Евгений ЖАРИНОВ
Сегодня день смерти Венедикта Ерофеева.
Это великий писатель. Сейчас в великие тащут кого угодно. Слово великий девальвировало и сейчас употребляется наравне со словом талантливый, или, лучше сказать, бойкий, хамоватый.
Нынешние борзописцы соответствуют формуле Щедрина:
«Писатель пописывает — читатель почитывает».
Венедикт Ерофеев, не путать с ныне здравствующим «попугайчиком», — это совсем другое дело.
Слово у него тягучее какое-то, оно буквально растекается по разным смысловым просторам. Да и не слово это в обычном понимании.
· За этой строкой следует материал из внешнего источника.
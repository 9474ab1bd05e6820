use std::{sync::Arc, time::Duration};

use futures::future::BoxFuture;
use mongodb::{
    Collection, Database, IndexModel,
    bson::doc,
    options::{IndexOptions, ReturnDocument},
};
use tokio::sync::RwLock;
use uuid::Uuid;

use super::{
    config::MongoConfig,
    connection::establish_connection,
    error::{MongoDaoError, MongoResult, is_duplicate_key},
    models::{
        MongoLeaseDocument, MongoRowDocument, holder_filter, id_filter, row_id, vacant_filter,
    },
};
use crate::dao::{
    lease_store::{LeaseError, LeaseResult, LeaseStore, LeaseToken, now_millis},
    models::{ETag, TableRow, row_identity},
    storage::{StorageError, StorageResult},
    table_store::TableStore,
};

/// MongoDB-backed row and lease store.
///
/// Rows live in one collection per table; lease placeholders live in the
/// collection named after the lock container.
#[derive(Clone)]
pub struct MongoStore {
    inner: Arc<MongoInner>,
}

struct MongoInner {
    state: RwLock<MongoState>,
    config: MongoConfig,
    container: String,
}

struct MongoState {
    database: Database,
}

impl MongoInner {
    async fn ping(&self) -> MongoResult<()> {
        let database = self.state.read().await.database.clone();
        database
            .run_command(doc! { "ping": 1 })
            .await
            .map_err(|source| MongoDaoError::HealthPing { source })?;
        Ok(())
    }

    async fn reconnect(&self) -> MongoResult<()> {
        let database =
            establish_connection(&self.config.options, &self.config.database_name).await?;
        self.state.write().await.database = database;
        Ok(())
    }
}

impl MongoStore {
    /// Connect to MongoDB and prepare the lease collection for `container`.
    pub async fn connect(config: MongoConfig, container: impl Into<String>) -> MongoResult<Self> {
        let database = establish_connection(&config.options, &config.database_name).await?;

        let store = Self {
            inner: Arc::new(MongoInner {
                state: RwLock::new(MongoState { database }),
                config,
                container: container.into(),
            }),
        };
        store.ensure_indexes().await?;
        Ok(store)
    }

    async fn ensure_indexes(&self) -> MongoResult<()> {
        let index = IndexModel::builder()
            .keys(doc! { "token": 1, "expires_at_ms": 1 })
            .options(
                IndexOptions::builder()
                    .name(Some("lease_holder_idx".to_owned()))
                    .build(),
            )
            .build();

        self.leases()
            .await
            .create_index(index)
            .await
            .map_err(|source| MongoDaoError::EnsureIndex {
                collection: self.inner.container.clone(),
                index: "token,expires_at_ms",
                source,
            })?;
        Ok(())
    }

    async fn rows(&self, table: &str) -> Collection<MongoRowDocument> {
        let guard = self.inner.state.read().await;
        guard.database.collection::<MongoRowDocument>(table)
    }

    async fn leases(&self) -> Collection<MongoLeaseDocument> {
        let guard = self.inner.state.read().await;
        guard
            .database
            .collection::<MongoLeaseDocument>(&self.inner.container)
    }

    async fn get_row(
        &self,
        table: &str,
        partition_key: &str,
        row_key: &str,
    ) -> MongoResult<Option<TableRow>> {
        let document = self
            .rows(table)
            .await
            .find_one(id_filter(&row_id(partition_key, row_key)))
            .await
            .map_err(|source| MongoDaoError::ReadRow {
                table: table.to_owned(),
                key: row_identity(partition_key, row_key),
                source,
            })?;
        Ok(document.map(Into::into))
    }

    async fn upsert_row(&self, table: &str, row: TableRow, etag: ETag) -> StorageResult<TableRow> {
        let key = row_identity(&row.partition_key, &row.row_key);
        let document = MongoRowDocument::from_row(row, Uuid::new_v4().to_string());
        let collection = self.rows(table).await;
        let write_error = |source| MongoDaoError::WriteRow {
            table: table.to_owned(),
            key: key.clone(),
            source,
        };

        match etag {
            ETag::Any => {
                collection
                    .replace_one(id_filter(&document.id), &document)
                    .upsert(true)
                    .await
                    .map_err(write_error)?;
            }
            ETag::Matches(expected) => {
                let result = collection
                    .replace_one(doc! { "_id": document.id.as_str(), "etag": expected }, &document)
                    .await
                    .map_err(write_error)?;
                if result.matched_count == 0 {
                    return Err(StorageError::PreconditionFailed {
                        table: table.to_owned(),
                        key,
                    });
                }
            }
        }

        Ok(document.into())
    }

    async fn ensure_lease_document(&self, key: &str) -> MongoResult<()> {
        let result = self
            .leases()
            .await
            .update_one(
                id_filter(key),
                doc! { "$setOnInsert": { "token": null, "expires_at_ms": 0_i64 } },
            )
            .upsert(true)
            .await;

        match result {
            Ok(_) => Ok(()),
            // Lost the insert race to another caller; the document exists.
            Err(err) if is_duplicate_key(&err) => Ok(()),
            Err(source) => Err(MongoDaoError::Lease {
                operation: "create",
                key: key.to_owned(),
                source,
            }),
        }
    }

    async fn acquire(&self, key: &str, ttl: Duration) -> LeaseResult<LeaseToken> {
        let lease_error = |source| MongoDaoError::Lease {
            operation: "acquire",
            key: key.to_owned(),
            source,
        };
        let collection = self.leases().await;
        let now = now_millis();
        let token = LeaseToken::generate();

        let updated = collection
            .find_one_and_update(
                vacant_filter(key, now),
                doc! { "$set": {
                    "token": token.as_str(),
                    "expires_at_ms": now.saturating_add(ttl_millis(ttl)),
                } },
            )
            .return_document(ReturnDocument::After)
            .await
            .map_err(lease_error)?;
        if updated.is_some() {
            return Ok(token);
        }

        let exists = collection
            .find_one(id_filter(key))
            .await
            .map_err(lease_error)?
            .is_some();
        if exists {
            Err(LeaseError::Conflict {
                key: key.to_owned(),
            })
        } else {
            Err(MongoDaoError::MissingLease {
                container: self.inner.container.clone(),
                key: key.to_owned(),
            }
            .into())
        }
    }

    async fn renew(&self, key: &str, token: &LeaseToken, ttl: Duration) -> LeaseResult<()> {
        let now = now_millis();
        let result = self
            .leases()
            .await
            .update_one(
                holder_filter(key, token.as_str(), now),
                doc! { "$set": { "expires_at_ms": now.saturating_add(ttl_millis(ttl)) } },
            )
            .await
            .map_err(|source| MongoDaoError::Lease {
                operation: "renew",
                key: key.to_owned(),
                source,
            })?;

        if result.matched_count == 0 {
            return Err(LeaseError::Expired {
                key: key.to_owned(),
            });
        }
        Ok(())
    }

    async fn release(&self, key: &str, token: &LeaseToken) -> LeaseResult<()> {
        let result = self
            .leases()
            .await
            .update_one(
                holder_filter(key, token.as_str(), now_millis()),
                doc! { "$set": { "token": null, "expires_at_ms": 0_i64 } },
            )
            .await
            .map_err(|source| MongoDaoError::Lease {
                operation: "release",
                key: key.to_owned(),
                source,
            })?;

        if result.matched_count == 0 {
            return Err(LeaseError::Expired {
                key: key.to_owned(),
            });
        }
        Ok(())
    }
}

fn ttl_millis(ttl: Duration) -> i64 {
    i64::try_from(ttl.as_millis()).unwrap_or(i64::MAX)
}

impl TableStore for MongoStore {
    fn get(
        &self,
        table: &str,
        partition_key: &str,
        row_key: &str,
    ) -> BoxFuture<'static, StorageResult<Option<TableRow>>> {
        let store = self.clone();
        let (table, partition_key, row_key) =
            (table.to_owned(), partition_key.to_owned(), row_key.to_owned());
        Box::pin(async move {
            store
                .get_row(&table, &partition_key, &row_key)
                .await
                .map_err(Into::into)
        })
    }

    fn upsert(
        &self,
        table: &str,
        row: TableRow,
        etag: ETag,
    ) -> BoxFuture<'static, StorageResult<TableRow>> {
        let store = self.clone();
        let table = table.to_owned();
        Box::pin(async move { store.upsert_row(&table, row, etag).await })
    }

    fn health_check(&self) -> BoxFuture<'static, StorageResult<()>> {
        let store = self.clone();
        Box::pin(async move { store.inner.ping().await.map_err(Into::into) })
    }

    fn try_reconnect(&self) -> BoxFuture<'static, StorageResult<()>> {
        let store = self.clone();
        Box::pin(async move { store.inner.reconnect().await.map_err(Into::into) })
    }
}

impl LeaseStore for MongoStore {
    fn ensure_object(&self, key: &str) -> BoxFuture<'static, LeaseResult<()>> {
        let store = self.clone();
        let key = key.to_owned();
        Box::pin(async move { store.ensure_lease_document(&key).await.map_err(Into::into) })
    }

    fn acquire_lease(&self, key: &str, ttl: Duration) -> BoxFuture<'static, LeaseResult<LeaseToken>> {
        let store = self.clone();
        let key = key.to_owned();
        Box::pin(async move { store.acquire(&key, ttl).await })
    }

    fn renew_lease(
        &self,
        key: &str,
        token: &LeaseToken,
        ttl: Duration,
    ) -> BoxFuture<'static, LeaseResult<()>> {
        let store = self.clone();
        let (key, token) = (key.to_owned(), token.clone());
        Box::pin(async move { store.renew(&key, &token, ttl).await })
    }

    fn release_lease(&self, key: &str, token: &LeaseToken) -> BoxFuture<'static, LeaseResult<()>> {
        let store = self.clone();
        let (key, token) = (key.to_owned(), token.clone());
        Box::pin(async move { store.release(&key, &token).await })
    }

    fn health_check(&self) -> BoxFuture<'static, StorageResult<()>> {
        let store = self.clone();
        Box::pin(async move { store.inner.ping().await.map_err(Into::into) })
    }

    fn try_reconnect(&self) -> BoxFuture<'static, StorageResult<()>> {
        let store = self.clone();
        Box::pin(async move { store.inner.reconnect().await.map_err(Into::into) })
    }
}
Это особая субстанция. Это чьё-то лёгкое дыхание с небольшим перегаром, правда, с табачком, но всё равно лёгкое.
Веня дышит в своём романе, и дыхание это прерывистое. Читая «Петушки», ты попадаешь в этот ритм, ты удивляешься его бессвязной речи и всё время хочешь его переспросить: «Что-что?».
А он уже обложил тебя, глухую тетерю, матом, и дальше о чём-то щебечет, что птичка небесная, серенькая такая, незаметная, но с крылышками, с крылышками, которых у тебя, грешного, никогда не будет. И читаешь ты его «Петушки», словно с лучшим другом разговариваешь во сне, а просыпаешься и понимаешь, что друг-то давно умер, и подушка как есть вся в слезах...
Ах, Веня, что ты с сердцами-то нашими изношенными делаешь!
Тебе и слов не надо. Ты без них до самой души доезжаешь на той самой зассаной, облёванной электричке, которая слезами моими и слезами других, таких, как я, давно омыта и сияет на ярком солнце твоего, Веня, Венечка, бессмертия.